(Stored data entries)
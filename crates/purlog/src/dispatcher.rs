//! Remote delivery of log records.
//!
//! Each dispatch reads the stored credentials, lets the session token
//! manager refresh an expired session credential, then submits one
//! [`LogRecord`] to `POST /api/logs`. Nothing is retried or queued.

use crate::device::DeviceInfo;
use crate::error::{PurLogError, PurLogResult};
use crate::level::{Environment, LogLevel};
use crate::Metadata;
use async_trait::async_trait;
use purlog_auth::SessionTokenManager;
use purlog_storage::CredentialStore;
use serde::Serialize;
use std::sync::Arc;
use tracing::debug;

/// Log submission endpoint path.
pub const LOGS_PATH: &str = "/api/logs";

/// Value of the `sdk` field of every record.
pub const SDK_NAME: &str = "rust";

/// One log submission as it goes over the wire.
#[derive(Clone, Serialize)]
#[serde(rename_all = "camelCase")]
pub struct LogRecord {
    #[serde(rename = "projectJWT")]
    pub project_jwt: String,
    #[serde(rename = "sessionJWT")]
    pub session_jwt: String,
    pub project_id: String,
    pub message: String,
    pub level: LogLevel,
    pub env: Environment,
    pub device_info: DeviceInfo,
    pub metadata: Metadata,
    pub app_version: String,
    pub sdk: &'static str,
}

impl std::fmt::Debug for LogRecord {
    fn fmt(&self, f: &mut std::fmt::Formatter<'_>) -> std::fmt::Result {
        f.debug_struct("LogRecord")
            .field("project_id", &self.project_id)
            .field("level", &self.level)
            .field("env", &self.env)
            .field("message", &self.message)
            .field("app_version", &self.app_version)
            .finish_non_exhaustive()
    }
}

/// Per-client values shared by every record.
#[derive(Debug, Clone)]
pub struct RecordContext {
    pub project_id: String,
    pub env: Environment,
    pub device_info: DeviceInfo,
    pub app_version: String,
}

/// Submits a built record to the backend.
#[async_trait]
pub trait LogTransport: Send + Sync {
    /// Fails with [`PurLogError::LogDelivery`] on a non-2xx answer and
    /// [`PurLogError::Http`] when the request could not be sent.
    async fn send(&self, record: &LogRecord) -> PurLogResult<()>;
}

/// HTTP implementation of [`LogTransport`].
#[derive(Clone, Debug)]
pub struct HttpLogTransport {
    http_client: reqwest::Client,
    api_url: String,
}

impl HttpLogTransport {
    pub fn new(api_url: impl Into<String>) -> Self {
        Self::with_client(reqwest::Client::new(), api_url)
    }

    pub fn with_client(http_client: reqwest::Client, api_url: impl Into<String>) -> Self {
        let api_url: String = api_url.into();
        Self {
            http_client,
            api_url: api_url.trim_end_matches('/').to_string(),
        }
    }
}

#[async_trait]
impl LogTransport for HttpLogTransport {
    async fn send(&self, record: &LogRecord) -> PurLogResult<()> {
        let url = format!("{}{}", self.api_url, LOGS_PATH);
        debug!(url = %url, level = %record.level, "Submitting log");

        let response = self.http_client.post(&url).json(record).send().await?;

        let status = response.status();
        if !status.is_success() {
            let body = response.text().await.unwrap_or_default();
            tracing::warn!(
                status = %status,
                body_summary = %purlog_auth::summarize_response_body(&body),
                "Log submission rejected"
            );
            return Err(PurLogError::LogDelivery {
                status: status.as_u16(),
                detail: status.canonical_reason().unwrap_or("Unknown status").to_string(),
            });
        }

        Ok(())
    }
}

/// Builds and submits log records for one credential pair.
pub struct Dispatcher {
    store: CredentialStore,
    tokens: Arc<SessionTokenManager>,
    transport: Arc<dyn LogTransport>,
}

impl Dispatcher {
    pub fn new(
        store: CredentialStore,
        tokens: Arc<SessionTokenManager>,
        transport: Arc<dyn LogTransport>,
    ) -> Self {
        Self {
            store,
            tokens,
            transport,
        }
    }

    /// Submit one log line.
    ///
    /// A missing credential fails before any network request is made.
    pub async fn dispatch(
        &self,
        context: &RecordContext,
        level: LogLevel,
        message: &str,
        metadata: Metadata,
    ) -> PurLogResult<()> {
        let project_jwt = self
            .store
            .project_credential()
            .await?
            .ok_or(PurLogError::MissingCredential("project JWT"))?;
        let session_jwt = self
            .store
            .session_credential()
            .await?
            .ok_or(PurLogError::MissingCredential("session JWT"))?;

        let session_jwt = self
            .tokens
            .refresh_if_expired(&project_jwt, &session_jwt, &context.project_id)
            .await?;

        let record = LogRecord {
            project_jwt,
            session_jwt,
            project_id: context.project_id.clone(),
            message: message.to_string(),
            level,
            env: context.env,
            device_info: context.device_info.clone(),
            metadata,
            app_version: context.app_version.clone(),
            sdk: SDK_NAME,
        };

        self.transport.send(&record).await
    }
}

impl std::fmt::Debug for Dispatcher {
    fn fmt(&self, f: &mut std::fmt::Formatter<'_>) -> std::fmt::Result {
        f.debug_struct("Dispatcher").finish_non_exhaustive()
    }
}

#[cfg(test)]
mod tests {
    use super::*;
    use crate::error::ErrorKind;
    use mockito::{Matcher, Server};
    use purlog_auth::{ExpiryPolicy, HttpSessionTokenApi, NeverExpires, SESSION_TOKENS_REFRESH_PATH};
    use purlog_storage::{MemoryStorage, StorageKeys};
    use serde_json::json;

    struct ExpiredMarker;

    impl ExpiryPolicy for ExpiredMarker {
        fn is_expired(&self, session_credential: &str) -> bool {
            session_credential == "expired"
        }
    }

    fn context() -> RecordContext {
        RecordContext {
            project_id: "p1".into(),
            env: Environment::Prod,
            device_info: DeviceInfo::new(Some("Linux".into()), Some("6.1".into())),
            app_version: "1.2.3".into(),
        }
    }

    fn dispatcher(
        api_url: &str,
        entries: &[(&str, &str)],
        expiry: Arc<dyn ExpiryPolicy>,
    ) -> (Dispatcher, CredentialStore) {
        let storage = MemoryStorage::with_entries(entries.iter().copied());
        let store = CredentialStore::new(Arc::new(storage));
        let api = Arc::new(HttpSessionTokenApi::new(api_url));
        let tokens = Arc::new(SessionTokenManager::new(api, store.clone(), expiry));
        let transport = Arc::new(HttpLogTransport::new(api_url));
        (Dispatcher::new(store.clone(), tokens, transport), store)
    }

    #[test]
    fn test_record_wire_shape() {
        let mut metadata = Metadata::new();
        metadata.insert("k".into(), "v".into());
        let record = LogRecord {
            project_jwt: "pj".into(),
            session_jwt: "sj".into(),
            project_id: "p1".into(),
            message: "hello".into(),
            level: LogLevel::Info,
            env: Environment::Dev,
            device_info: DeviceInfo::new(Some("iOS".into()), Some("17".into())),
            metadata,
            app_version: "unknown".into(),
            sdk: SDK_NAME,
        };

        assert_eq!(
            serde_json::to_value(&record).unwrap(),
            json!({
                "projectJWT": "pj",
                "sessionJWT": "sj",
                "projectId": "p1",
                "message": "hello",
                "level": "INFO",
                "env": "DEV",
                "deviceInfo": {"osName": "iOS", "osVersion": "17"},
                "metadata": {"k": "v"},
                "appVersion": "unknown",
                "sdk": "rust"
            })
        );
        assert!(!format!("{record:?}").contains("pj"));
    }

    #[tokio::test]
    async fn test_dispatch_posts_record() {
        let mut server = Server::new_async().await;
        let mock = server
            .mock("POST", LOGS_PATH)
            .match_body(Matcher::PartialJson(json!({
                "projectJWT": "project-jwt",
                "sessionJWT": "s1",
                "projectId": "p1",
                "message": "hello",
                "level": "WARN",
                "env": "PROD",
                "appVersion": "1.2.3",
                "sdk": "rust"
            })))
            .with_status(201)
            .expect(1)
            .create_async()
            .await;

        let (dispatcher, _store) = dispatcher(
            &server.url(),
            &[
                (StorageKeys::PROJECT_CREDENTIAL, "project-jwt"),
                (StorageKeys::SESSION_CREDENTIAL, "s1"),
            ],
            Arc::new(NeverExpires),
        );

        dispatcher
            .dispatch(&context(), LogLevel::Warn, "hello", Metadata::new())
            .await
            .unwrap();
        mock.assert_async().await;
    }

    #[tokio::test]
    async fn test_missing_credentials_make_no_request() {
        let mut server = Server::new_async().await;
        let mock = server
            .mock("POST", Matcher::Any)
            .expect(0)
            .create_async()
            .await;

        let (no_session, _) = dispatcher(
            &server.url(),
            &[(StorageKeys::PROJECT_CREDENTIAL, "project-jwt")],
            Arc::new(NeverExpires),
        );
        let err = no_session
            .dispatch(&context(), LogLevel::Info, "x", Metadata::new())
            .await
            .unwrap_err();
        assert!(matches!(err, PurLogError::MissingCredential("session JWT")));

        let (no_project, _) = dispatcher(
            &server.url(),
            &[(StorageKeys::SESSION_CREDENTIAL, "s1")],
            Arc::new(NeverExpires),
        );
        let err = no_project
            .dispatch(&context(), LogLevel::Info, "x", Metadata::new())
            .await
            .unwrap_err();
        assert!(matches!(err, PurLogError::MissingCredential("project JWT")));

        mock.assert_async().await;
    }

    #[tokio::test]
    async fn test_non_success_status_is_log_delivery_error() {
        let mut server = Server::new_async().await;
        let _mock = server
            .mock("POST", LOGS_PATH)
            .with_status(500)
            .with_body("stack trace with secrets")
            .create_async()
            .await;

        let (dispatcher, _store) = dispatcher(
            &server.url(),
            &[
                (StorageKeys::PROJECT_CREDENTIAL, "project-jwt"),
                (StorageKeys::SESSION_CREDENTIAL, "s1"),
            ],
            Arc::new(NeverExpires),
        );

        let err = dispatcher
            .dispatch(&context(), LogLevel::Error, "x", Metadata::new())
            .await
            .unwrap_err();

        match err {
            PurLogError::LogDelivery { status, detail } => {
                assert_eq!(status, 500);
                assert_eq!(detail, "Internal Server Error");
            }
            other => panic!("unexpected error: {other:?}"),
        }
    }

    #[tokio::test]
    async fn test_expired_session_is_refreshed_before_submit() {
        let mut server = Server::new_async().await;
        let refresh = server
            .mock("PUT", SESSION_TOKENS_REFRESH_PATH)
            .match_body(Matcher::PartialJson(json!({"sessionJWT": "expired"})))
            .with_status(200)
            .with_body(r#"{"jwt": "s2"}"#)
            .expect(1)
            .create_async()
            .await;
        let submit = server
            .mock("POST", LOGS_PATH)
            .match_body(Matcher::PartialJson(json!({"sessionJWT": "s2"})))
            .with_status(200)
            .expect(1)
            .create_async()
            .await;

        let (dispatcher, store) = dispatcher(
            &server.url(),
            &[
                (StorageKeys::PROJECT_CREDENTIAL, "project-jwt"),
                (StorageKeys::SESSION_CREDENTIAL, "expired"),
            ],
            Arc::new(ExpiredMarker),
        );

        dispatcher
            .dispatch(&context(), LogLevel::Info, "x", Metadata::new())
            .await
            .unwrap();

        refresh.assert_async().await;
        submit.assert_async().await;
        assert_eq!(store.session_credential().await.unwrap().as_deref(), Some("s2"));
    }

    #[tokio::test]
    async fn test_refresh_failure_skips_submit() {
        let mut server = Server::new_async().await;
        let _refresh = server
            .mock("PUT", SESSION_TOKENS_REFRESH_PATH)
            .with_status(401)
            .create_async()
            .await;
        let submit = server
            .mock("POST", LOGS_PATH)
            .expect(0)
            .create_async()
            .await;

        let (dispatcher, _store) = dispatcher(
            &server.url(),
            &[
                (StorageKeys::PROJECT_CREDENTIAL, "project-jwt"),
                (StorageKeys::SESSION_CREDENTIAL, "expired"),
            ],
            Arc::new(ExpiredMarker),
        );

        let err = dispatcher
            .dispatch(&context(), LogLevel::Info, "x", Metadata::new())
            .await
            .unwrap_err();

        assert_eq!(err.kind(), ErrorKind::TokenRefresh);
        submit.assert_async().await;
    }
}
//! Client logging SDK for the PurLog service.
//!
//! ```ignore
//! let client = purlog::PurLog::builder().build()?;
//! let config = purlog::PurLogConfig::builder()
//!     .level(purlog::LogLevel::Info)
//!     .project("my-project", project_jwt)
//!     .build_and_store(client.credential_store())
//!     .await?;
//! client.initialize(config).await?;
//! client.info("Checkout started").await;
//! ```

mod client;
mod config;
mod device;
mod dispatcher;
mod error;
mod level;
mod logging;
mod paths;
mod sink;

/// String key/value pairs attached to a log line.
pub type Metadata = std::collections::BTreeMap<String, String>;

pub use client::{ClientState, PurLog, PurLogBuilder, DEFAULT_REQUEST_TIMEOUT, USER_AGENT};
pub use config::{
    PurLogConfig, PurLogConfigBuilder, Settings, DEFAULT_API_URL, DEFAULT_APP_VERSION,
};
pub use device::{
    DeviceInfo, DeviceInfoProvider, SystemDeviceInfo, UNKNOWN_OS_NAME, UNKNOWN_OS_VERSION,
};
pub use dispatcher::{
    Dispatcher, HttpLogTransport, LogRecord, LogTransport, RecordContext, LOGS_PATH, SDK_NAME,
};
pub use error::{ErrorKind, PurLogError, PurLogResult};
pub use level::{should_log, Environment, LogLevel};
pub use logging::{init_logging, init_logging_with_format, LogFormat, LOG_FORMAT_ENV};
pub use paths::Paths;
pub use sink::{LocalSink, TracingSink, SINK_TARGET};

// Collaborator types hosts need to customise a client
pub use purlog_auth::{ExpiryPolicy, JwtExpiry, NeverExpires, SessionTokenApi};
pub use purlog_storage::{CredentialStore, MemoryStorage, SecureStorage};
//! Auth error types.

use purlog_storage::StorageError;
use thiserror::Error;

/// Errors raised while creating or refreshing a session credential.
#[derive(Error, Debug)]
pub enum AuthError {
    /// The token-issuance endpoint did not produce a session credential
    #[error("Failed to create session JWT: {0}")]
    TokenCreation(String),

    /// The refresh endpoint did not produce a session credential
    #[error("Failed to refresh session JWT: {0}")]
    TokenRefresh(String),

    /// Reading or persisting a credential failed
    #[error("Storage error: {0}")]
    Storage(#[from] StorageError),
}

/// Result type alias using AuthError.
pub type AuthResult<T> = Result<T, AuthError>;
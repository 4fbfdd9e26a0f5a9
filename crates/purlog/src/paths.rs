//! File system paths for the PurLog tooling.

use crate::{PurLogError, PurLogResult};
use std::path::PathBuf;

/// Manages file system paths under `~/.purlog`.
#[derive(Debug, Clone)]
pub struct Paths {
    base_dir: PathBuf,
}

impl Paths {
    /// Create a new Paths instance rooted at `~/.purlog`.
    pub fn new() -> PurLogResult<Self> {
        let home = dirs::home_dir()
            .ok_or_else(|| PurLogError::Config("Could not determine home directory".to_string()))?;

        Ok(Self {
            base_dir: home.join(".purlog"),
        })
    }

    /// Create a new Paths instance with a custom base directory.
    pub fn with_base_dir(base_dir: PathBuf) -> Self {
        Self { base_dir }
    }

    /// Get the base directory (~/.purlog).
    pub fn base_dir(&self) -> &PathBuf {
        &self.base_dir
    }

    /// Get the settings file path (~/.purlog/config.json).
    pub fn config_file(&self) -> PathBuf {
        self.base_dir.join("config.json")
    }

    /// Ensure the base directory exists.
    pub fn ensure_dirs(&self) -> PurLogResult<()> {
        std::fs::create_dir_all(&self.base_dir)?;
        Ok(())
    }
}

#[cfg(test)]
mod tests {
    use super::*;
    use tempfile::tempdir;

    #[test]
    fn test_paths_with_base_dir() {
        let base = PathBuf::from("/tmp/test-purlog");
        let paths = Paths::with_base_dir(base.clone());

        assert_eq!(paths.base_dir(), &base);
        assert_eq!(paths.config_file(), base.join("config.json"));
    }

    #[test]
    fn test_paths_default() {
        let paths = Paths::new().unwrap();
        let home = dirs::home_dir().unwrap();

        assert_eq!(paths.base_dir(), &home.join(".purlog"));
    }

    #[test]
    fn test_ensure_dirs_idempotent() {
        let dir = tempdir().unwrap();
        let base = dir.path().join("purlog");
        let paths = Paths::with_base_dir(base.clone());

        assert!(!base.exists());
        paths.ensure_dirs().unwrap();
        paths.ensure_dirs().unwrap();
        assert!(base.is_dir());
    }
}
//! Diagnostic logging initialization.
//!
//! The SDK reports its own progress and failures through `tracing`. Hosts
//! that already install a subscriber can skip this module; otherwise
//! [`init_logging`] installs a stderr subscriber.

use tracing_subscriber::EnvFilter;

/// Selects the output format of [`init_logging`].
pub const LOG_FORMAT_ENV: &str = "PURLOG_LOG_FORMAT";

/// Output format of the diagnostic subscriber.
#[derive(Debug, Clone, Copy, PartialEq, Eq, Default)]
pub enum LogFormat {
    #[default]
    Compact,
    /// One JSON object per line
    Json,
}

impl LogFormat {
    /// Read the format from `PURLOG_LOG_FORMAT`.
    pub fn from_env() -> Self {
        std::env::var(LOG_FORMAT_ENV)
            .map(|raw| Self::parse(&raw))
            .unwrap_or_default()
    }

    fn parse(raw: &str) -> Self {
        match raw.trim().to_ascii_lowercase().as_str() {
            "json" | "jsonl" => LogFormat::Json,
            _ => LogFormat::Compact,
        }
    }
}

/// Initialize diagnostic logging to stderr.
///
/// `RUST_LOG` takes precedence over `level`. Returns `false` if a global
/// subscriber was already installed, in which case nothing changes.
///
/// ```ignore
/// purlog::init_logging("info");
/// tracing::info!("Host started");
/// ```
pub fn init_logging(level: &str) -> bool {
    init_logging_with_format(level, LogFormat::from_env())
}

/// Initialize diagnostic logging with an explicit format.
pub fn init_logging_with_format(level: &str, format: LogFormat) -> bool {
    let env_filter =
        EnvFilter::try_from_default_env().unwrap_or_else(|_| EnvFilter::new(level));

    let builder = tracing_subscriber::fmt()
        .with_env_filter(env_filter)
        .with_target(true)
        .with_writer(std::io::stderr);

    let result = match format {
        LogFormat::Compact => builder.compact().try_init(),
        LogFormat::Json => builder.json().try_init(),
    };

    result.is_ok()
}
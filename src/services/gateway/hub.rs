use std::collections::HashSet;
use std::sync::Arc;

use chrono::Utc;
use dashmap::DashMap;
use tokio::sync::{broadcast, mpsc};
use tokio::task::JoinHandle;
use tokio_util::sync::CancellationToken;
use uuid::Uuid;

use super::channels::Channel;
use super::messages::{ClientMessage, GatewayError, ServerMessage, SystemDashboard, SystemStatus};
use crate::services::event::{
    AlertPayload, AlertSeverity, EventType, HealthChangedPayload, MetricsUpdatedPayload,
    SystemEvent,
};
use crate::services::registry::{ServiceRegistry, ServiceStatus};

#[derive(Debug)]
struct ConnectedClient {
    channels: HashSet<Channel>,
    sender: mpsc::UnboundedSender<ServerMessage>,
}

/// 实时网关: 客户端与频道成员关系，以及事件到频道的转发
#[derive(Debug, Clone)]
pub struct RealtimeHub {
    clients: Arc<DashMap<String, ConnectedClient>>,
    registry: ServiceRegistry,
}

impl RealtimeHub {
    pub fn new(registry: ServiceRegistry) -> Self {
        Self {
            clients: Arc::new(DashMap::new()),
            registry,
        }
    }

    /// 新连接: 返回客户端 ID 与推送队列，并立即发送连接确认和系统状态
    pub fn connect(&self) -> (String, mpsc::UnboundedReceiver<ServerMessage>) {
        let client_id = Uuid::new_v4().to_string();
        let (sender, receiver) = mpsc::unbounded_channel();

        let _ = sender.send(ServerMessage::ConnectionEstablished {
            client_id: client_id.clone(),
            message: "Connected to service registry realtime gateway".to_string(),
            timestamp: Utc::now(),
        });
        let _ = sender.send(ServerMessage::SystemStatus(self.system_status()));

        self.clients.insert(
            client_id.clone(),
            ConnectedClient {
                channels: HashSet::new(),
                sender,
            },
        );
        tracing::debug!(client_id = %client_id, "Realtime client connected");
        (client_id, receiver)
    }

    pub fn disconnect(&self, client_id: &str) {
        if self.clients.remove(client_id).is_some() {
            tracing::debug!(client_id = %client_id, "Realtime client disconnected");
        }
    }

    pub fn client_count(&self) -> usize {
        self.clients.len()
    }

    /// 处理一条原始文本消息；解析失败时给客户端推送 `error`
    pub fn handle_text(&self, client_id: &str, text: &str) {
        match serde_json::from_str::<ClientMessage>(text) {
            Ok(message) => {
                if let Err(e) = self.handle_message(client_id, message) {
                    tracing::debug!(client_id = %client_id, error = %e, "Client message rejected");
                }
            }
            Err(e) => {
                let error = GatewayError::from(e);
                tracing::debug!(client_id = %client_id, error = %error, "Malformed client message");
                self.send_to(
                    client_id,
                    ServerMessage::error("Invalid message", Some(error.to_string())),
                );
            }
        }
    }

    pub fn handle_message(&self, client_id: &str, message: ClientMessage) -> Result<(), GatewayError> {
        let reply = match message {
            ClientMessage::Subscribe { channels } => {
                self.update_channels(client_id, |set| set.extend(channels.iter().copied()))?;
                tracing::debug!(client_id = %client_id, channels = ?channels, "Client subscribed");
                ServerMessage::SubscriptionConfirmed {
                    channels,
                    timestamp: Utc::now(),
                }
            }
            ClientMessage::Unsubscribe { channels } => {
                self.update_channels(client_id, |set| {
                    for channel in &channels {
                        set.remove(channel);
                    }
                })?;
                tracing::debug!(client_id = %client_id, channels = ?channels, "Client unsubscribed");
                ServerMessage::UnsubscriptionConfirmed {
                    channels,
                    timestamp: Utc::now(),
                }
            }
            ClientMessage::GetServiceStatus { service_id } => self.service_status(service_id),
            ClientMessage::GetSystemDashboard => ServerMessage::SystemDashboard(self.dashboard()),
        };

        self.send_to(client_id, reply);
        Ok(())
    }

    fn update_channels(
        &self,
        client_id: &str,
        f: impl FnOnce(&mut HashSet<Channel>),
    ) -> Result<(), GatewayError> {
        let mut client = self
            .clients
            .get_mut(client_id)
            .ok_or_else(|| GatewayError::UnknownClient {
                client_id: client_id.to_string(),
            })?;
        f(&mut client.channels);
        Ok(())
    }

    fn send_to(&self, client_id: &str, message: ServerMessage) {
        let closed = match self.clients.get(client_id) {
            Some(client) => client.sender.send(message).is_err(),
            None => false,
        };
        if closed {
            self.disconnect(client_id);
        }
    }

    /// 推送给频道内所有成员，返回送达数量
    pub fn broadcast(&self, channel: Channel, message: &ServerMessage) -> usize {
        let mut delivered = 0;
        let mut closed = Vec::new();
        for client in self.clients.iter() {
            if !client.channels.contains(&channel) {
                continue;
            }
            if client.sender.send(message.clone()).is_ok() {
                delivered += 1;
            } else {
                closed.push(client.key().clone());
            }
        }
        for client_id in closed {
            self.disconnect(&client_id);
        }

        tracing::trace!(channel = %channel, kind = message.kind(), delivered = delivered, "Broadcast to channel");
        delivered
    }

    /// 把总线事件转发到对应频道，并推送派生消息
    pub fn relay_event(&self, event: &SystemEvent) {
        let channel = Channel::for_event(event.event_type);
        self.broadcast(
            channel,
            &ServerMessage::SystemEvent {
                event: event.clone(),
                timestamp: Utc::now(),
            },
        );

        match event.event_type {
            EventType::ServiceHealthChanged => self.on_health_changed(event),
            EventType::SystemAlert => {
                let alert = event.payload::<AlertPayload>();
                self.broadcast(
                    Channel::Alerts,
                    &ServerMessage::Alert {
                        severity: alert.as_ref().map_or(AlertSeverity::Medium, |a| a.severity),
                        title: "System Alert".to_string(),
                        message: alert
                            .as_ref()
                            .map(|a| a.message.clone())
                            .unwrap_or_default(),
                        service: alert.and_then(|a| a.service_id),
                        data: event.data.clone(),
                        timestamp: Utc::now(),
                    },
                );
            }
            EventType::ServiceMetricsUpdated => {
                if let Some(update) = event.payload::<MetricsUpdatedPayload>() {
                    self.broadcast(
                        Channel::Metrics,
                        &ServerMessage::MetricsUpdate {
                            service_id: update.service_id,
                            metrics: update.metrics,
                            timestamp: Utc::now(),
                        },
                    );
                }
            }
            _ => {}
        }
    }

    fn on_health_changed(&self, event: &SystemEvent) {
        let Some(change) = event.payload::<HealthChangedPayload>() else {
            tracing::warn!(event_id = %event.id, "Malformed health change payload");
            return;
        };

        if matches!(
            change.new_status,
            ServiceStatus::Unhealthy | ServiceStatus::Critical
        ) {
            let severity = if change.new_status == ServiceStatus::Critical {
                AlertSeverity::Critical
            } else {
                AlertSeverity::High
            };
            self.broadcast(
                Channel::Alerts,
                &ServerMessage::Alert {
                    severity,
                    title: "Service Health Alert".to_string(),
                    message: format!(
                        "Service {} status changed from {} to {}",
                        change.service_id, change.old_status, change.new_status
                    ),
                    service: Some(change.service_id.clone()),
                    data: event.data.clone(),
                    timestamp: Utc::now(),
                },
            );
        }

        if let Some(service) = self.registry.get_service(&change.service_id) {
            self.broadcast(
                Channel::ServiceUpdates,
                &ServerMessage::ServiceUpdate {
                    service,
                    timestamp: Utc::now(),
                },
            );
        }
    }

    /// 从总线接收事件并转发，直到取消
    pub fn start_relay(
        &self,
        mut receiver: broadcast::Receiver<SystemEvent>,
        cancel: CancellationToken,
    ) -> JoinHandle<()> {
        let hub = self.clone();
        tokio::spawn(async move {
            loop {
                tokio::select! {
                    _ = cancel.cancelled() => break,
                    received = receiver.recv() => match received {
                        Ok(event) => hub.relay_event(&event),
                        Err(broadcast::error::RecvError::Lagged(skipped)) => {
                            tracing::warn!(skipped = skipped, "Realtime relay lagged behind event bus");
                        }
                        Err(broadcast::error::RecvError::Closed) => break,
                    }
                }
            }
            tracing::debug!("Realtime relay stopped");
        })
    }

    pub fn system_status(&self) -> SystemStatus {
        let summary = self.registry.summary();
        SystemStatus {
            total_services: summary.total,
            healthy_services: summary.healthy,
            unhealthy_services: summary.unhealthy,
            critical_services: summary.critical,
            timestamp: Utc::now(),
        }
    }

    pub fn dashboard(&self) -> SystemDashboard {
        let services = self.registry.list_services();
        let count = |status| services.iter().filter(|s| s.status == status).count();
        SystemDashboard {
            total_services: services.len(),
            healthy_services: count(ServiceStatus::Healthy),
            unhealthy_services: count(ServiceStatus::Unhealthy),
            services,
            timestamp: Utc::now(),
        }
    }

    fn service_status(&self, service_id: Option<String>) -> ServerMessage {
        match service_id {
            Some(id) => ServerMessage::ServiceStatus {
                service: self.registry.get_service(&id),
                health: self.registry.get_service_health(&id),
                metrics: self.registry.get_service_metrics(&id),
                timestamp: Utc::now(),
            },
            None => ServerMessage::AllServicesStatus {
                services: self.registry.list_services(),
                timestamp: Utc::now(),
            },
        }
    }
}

Exercise aim: Please, from the entries above, set down exactly the lines from the one containing "if let Some(update)" through the one containing "status changed from", and only those.

Result of the exercise:
                if let Some(update) = event.payload::<MetricsUpdatedPayload>() {
                    self.broadcast(
                        Channel::Metrics,
                        &ServerMessage::MetricsUpdate {
                            service_id: update.service_id,
                            metrics: update.metrics,
                            timestamp: Utc::now(),
                        },
                    );
                }
            }
            _ => {}
        }
    }

    fn on_health_changed(&self, event: &SystemEvent) {
        let Some(change) = event.payload::<HealthChangedPayload>() else {
            tracing::warn!(event_id = %event.id, "Malformed health change payload");
            return;
        };

        if matches!(
            change.new_status,
            ServiceStatus::Unhealthy | ServiceStatus::Critical
        ) {
            let severity = if change.new_status == ServiceStatus::Critical {
                AlertSeverity::Critical
            } else {
                AlertSeverity::High
            };
            self.broadcast(
                Channel::Alerts,
                &ServerMessage::Alert {
                    severity,
                    title: "Service Health Alert".to_string(),
                    message: format!(
                        "Service {} status changed from {} to {}",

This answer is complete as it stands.